CN216926940U - Oscillograph signal acquisition system - Google Patents

Abstract

A oscillograph signal acquisition system comprising: the signal isolation compensation module is used for receiving a sampling signal from a control system and generating a first output signal and a second output signal which are identical to the sampling signal based on the sampling signal; the wave recorder module is used for receiving the first output signal, acquiring and displaying a wave recording signal in real time based on the first output signal; the control system is communicatively coupled to the signal isolation compensation module to receive the second output signal. The implementation of the oscillograph signal acquisition system of the utility model can not generate influence on the control system in the signal acquisition process, thereby ensuring the consistency before and after signal acquisition and really realizing the targets of undisturbed acquisition, stable system and high fidelity oscillograph.

Description

Oscillograph signal acquisition system

Technical Field

The utility model relates to the field of signal acquisition, in particular to a signal acquisition system of a wave recorder.

Background

At present, the automation degree of the high-speed rail and subway field in China is very high. Each subsystem of the vehicle, the line and the network has the application of an industrial control system, such as: a Supervisory Control And Data Acquisition (SCADA) System, a Fire Alarm System (IFAS), an Equipment Monitoring System (Equipment Monitoring And Control System), And so on. The system safety is guaranteed, and the operation of the direct relation industry is reliable and safe.

The oscillograph can collect specific signals of the control system in an online mode, record the protection action event quantity and the switch contact state information of the system in normal, abnormal and even fault situations so as to trace the reasons of the abnormal or fault situations afterwards, and perform analog calculation analysis and improve the hard software of the control system through a calculation tool if necessary to ensure the reliable and safe operation of the control.

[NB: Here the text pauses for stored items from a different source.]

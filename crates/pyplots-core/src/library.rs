//! Library: a plotting toolkit the gallery targets.

use chrono::{DateTime, Utc};
use serde::{Deserialize, Serialize};
use uuid::Uuid;

use crate::{Error, Result};

/// A plotting library (matplotlib, seaborn, plotly, …).
///
/// Created once per supported library; only `version` changes afterwards.
#[derive(Debug, Clone, PartialEq, Eq, Serialize, Deserialize)]
pub struct Library {
  pub id:         Uuid,
  /// Unique display name, e.g. `"matplotlib"`.
  pub name:       String,
  /// Pinned version string, e.g. `"3.10"`.
  pub version:    String,
  pub created_at: DateTime<Utc>,
  pub updated_at: DateTime<Utc>,
}

/// Reject blank names and versions before they reach a backend.
pub fn validate_library(name: &str, version: &str) -> Result<()> {
  if name.trim().is_empty() {
    return Err(Error::invariant("name", "library name must be non-empty"));
  }
  validate_version(version)
}

pub fn validate_version(version: &str) -> Result<()> {
  if version.trim().is_empty() {
    return Err(Error::invariant("version", "library version must be non-empty"));
  }
  Ok(())
}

The signal acquisition is a process for acquiring physical quantities (such as current, voltage and the like), and according to the law of conservation of energy, the acquisition tends to cause the change of the physical quantities of the signals, and such change can cause the deviation of an operation control curve of a control system, and has influence on stability or potential safety hazard. The traditional wave recorder directly detects the specific signal of the control system, which can affect the control system.

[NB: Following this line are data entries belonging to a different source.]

// ─── CatalogStore impl ───────────────────────────────────────────────────────

impl CatalogStore for SqliteStore {
  type Error = Error;

  // ── Libraries ─────────────────────────────────────────────────────────────

  async fn create_library(
    &self,
    ctx: CallContext,
    name: String,
    version: String,
  ) -> Result<Library> {
    ctx.check()?;
    let actor = ctx.actor.clone();
    validate_library(&name, &version)?;
    let now = Utc::now();
    let library = Library {
      id: Uuid::new_v4(),
      name,
      version,
      created_at: now,
      updated_at: now,
    };

    let row = library.clone();
    self
      .with_conn(move |conn| {
        let tx = begin(conn)?;
        tx.execute(
          "INSERT INTO libraries (id, name, version, created_at, updated_at)
           VALUES (?1, ?2, ?3, ?4, ?5)",
          rusqlite::params![
            encode_uuid(row.id),
            row.name,
            row.version,
            encode_dt(row.created_at),
            encode_dt(row.updated_at),
          ],
        )
        .map_err(|e| write_error(e, Entity::Library, &row.name))?;
        ctx.check()?;
        tx.commit()?;
        Ok(())
      })
      .await?;

    debug!(library_id = %library.id, name = %library.name, %actor, "library created");
    Ok(library)
  }

  async fn upsert_library_version(
    &self,
    ctx: CallContext,
    id: Uuid,
    version: String,
  ) -> Result<Library> {
    ctx.check()?;
    let actor = ctx.actor.clone();
    validate_version(&version)?;
    let id_str = encode_uuid(id);

    let library = self
      .with_conn(move |conn| {
        let tx = begin(conn)?;
        let current = select_library(&tx, &id_str)?
          .ok_or_else(|| CatalogError::not_found(Entity::Library, id))?;
        if current.version == version {
          return Ok(current);
        }

        let next = Library { version, updated_at: Utc::now(), ..current };
        tx.execute(
          "UPDATE libraries SET version = ?2, updated_at = ?3 WHERE id = ?1",
          rusqlite::params![id_str, next.version, encode_dt(next.updated_at)],
        )?;
        ctx.check()?;
        tx.commit()?;
        Ok(next)
      })
      .await?;

    debug!(library_id = %id, version = %library.version, %actor, "library version set");
    Ok(library)
  }

  async fn get_library(&self, id: Uuid) -> Result<Option<Library>> {
    let id_str = encode_uuid(id);
    self.with_conn(move |conn| select_library(conn, &id_str)).await
  }

  async fn list_libraries(&self) -> Result<Vec<Library>> {
    self
      .with_conn(|conn| {
        query_all(
          conn,
          &format!("SELECT {LIBRARY_COLUMNS} FROM libraries ORDER BY name"),
          [],
          RawLibrary::from_row,
          RawLibrary::into_library,
        )
      })
      .await
  }

  // ── Specs ─────────────────────────────────────────────────────────────────

  async fn create_spec(&self, ctx: CallContext, input: NewSpec) -> Result<Spec> {
    ctx.check()?;
    let actor = ctx.actor.clone();
    input.validate()?;
    let now = Utc::now();
    let spec = Spec {
      id:         Uuid::new_v4(),
      slug:       input.slug,
      issue:      input.issue,
      content:    input.content,
      tags:       input.tags,
      updates:    Default::default(),
      created_at: now,
      updated_at: now,
    };

    let row = spec.clone();
    self
      .with_conn(move |conn| {
        let tx = begin(conn)?;
        tx.execute(
          "INSERT INTO specs (id, slug, issue, content, tags, updates, created_at, updated_at)
           VALUES (?1, ?2, ?3, ?4, ?5, ?6, ?7, ?8)",
          rusqlite::params![
            encode_uuid(row.id),
            row.slug,
            row.issue,
            row.content,
            encode_tags(&row.tags),
            encode_history(&row.updates)?,
            encode_dt(row.created_at),
            encode_dt(row.updated_at),
          ],
        )
        .map_err(|e| write_error(e, Entity::Spec, &row.slug))?;
        ctx.check()?;
        tx.commit()?;
        Ok(())
      })
      .await?;

    debug!(spec_id = %spec.id, slug = %spec.slug, %actor, "spec created");
    Ok(spec)
  }

  async fn update_spec(&self, ctx: CallContext, id: Uuid, patch: SpecPatch) -> Result<Spec> {
    ctx.check()?;
    let actor = ctx.actor.clone();
    let recorder = self.recorder;
    let id_str = encode_uuid(id);

    let (spec, changed) = self
      .with_conn(move |conn| {
        let tx = begin(conn)?;
        let current = select_spec(&tx, &id_str)?
          .ok_or_else(|| CatalogError::not_found(Entity::Spec, id))?;
        let Some(next) = recorder.record_spec(&current, &patch, &ctx.actor, Utc::now())? else {
          return Ok((current, false));
        };
        next.updates.ensure_appends_one(&current.updates, "updates")?;

        tx.execute(
          "UPDATE specs SET content = ?2, tags = ?3, issue = ?4, updates = ?5, updated_at = ?6
           WHERE id = ?1",
          rusqlite::params![
            id_str,
            next.content,
            encode_tags(&next.tags),
            next.issue,
            encode_history(&next.updates)?,
            encode_dt(next.updated_at),
          ],
        )
        .map_err(|e| write_error(e, Entity::Spec, &id_str))?;
        ctx.check()?;
        tx.commit()?;
        Ok((next, true))
      })
      .await?;

    if changed {
      debug!(spec_id = %id, updates = spec.updates.len(), %actor, "spec updated");
    }
    Ok(spec)
  }

  async fn delete_spec(&self, ctx: CallContext, id: Uuid) -> Result<()> {
    ctx.check()?;
    let actor = ctx.actor.clone();
    let id_str = encode_uuid(id);

    self
      .with_conn(move |conn| {
        let tx = begin(conn)?;
        ensure_spec_exists(&tx, id)?;
        let impls: usize = tx.query_row(
          "SELECT COUNT(*) FROM impls WHERE spec_id = ?1",
          [&id_str],
          |row| row.get(0),
        )?;
        if impls > 0 {
          return Err(CatalogError::InUse { spec_id: id, impls }.into());
        }
        tx.execute("DELETE FROM specs WHERE id = ?1", [&id_str])?;
        ctx.check()?;
        tx.commit()?;
        Ok(())
      })
      .await?;

    debug!(spec_id = %id, %actor, "spec deleted");
    Ok(())
  }

  async fn get_spec(&self, id: Uuid) -> Result<Option<Spec>> {
    let id_str = encode_uuid(id);
    self.with_conn(move |conn| select_spec(conn, &id_str)).await
  }

  async fn get_spec_by_slug(&self, slug: String) -> Result<Option<Spec>> {
    self
      .with_conn(move |conn| {
        query_one(
          conn,
          &format!("SELECT {SPEC_COLUMNS} FROM specs WHERE slug = ?1"),
          [slug],
          RawSpec::from_row,
          RawSpec::into_spec,
        )
      })
      .await
  }

  async fn list_specs(&self) -> Result<Vec<Spec>> {
    self
      .with_conn(|conn| {
        query_all(
          conn,
          &format!("SELECT {SPEC_COLUMNS} FROM specs ORDER BY slug"),
          [],
          RawSpec::from_row,
          RawSpec::into_spec,
        )
      })
      .await
  }

  // ── Impls ─────────────────────────────────────────────────────────────────

  async fn create_impl(&self, ctx: CallContext, input: NewImpl) -> Result<Impl> {
    ctx.check()?;
    let actor = ctx.actor.clone();
    let now = Utc::now();
    let imp = Impl {
      id: Uuid::new_v4(),
      spec_id: input.spec_id,
      library_id: input.library_id,
      code: input.code,
      quality_score: input.quality_score,
      review_image_description: input.review_image_description,
      review_criteria_checklist: input.review_criteria_checklist,
      review_verdict: input.review_verdict,
      impl_tags: input.impl_tags,
      history: Default::default(),
      created_at: now,
      updated_at: now,
    };

    let row = imp.clone();
    self
      .with_conn(move |conn| {
        let tx = begin(conn)?;
        ensure_spec_exists(&tx, row.spec_id)?;
        ensure_library_exists(&tx, row.library_id)?;
        ensure_pair_free(&tx, row.spec_id, row.library_id, None)?;

        let id_str = encode_uuid(row.id);
        tx.execute(
          &format!(
            "INSERT INTO impls ({IMPL_COLUMNS})
             VALUES (?1, ?2, ?3, ?4, ?5, ?6, ?7, ?8, ?9, ?10, ?11, ?12)"
          ),
          rusqlite::params![
            id_str,
            encode_uuid(row.spec_id),
            encode_uuid(row.library_id),
            row.code,
            row.quality_score.map(i64::from),
            row.review_image_description,
            encode_checklist(row.review_criteria_checklist.as_ref())?,
            row.review_verdict.map(|v| v.to_string()),
            encode_tags(&row.impl_tags),
            encode_history(&row.history)?,
            encode_dt(row.created_at),
            encode_dt(row.updated_at),
          ],
        )
        .map_err(|e| write_error(e, Entity::Impl, &id_str))?;
        ctx.check()?;
        tx.commit()?;
        Ok(())
      })
      .await?;

    debug!(
      impl_id = %imp.id,
      spec_id = %imp.spec_id,
      library_id = %imp.library_id,
      %actor,
      "impl created"
    );
    Ok(imp)
  }

  async fn update_impl(&self, ctx: CallContext, id: Uuid, patch: ImplPatch) -> Result<Impl> {
    ctx.check()?;
    let actor = ctx.actor.clone();
    let recorder = self.recorder;
    let id_str = encode_uuid(id);

    let (imp, changed) = self
      .with_conn(move |conn| {
        let tx = begin(conn)?;
        let current = select_impl(&tx, &id_str)?
          .ok_or_else(|| CatalogError::not_found(Entity::Impl, id))?;
        let Some(next) = recorder.record_impl(&current, &patch, &ctx.actor, Utc::now())? else {
          return Ok((current, false));
        };
        next.history.ensure_appends_one(&current.history, "history")?;

        if next.spec_id != current.spec_id || next.library_id != current.library_id {
          ensure_spec_exists(&tx, next.spec_id)?;
          ensure_library_exists(&tx, next.library_id)?;
          ensure_pair_free(&tx, next.spec_id, next.library_id, Some(id))?;
        }

        tx.execute(
          "UPDATE impls SET
             spec_id = ?2, library_id = ?3, code = ?4, quality_score = ?5,
             review_image_description = ?6, review_criteria_checklist = ?7,
             review_verdict = ?8, impl_tags = ?9, history = ?10, updated_at = ?11
           WHERE id = ?1",
          rusqlite::params![
            id_str,
            encode_uuid(next.spec_id),
            encode_uuid(next.library_id),
            next.code,
            next.quality_score.map(i64::from),
            next.review_image_description,
            encode_checklist(next.review_criteria_checklist.as_ref())?,
            next.review_verdict.map(|v| v.to_string()),
            encode_tags(&next.impl_tags),
            encode_history(&next.history)?,
            encode_dt(next.updated_at),
          ],
        )
        .map_err(|e| write_error(e, Entity::Impl, &id_str))?;
        ctx.check()?;
        tx.commit()?;
        Ok((next, true))
      })
      .await?;

    if changed {
      debug!(impl_id = %id, history = imp.history.len(), %actor, "impl updated");
    }
    Ok(imp)
  }

  async fn delete_impl(&self, ctx: CallContext, id: Uuid) -> Result<()> {
    ctx.check()?;
    let actor = ctx.actor.clone();
    let id_str = encode_uuid(id);

    self
      .with_conn(move |conn| {
        let tx = begin(conn)?;
        if tx.execute("DELETE FROM impls WHERE id = ?1", [&id_str])? == 0 {
          return Err(CatalogError::not_found(Entity::Impl, id).into());
        }
        ctx.check()?;
        tx.commit()?;
        Ok(())
      })
      .await?;

    debug!(impl_id = %id, %actor, "impl deleted");
    Ok(())
  }

  async fn get_impl(&self, id: Uuid) -> Result<Option<Impl>> {
    let id_str = encode_uuid(id);
    self.with_conn(move |conn| select_impl(conn, &id_str)).await
  }

  async fn list_impls_for_spec(&self, spec_id: Uuid) -> Result<Vec<Impl>> {
    let id_str = encode_uuid(spec_id);
    self
      .with_conn(move |conn| {
        query_all(
          conn,
          &format!("SELECT {IMPL_COLUMNS} FROM impls WHERE spec_id = ?1 ORDER BY id"),
          [id_str],
          RawImpl::from_row,
          RawImpl::into_impl,
        )
      })
      .await
  }
}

SUMMERY OF THE UTILITY MODEL

The present invention is directed to a signal acquisition system for a wave recorder, which does not change the physical quantity of an acquired signal when the acquired signal is physically connected to the signal acquisition system, so that the normal operation and safety stability of the control system are not affected.

The technical scheme adopted by the utility model for solving the technical problems is as follows: a oscillograph signal acquisition system is constructed comprising:

the signal isolation compensation module is used for receiving a sampling signal from a control system and generating a first output signal and a second output signal which are identical to the sampling signal based on the sampling signal;

the wave recorder module is used for receiving the first output signal, acquiring and displaying a wave recording signal in real time based on the first output signal;

the control system is communicatively coupled to the signal isolation compensation module to receive the second output signal.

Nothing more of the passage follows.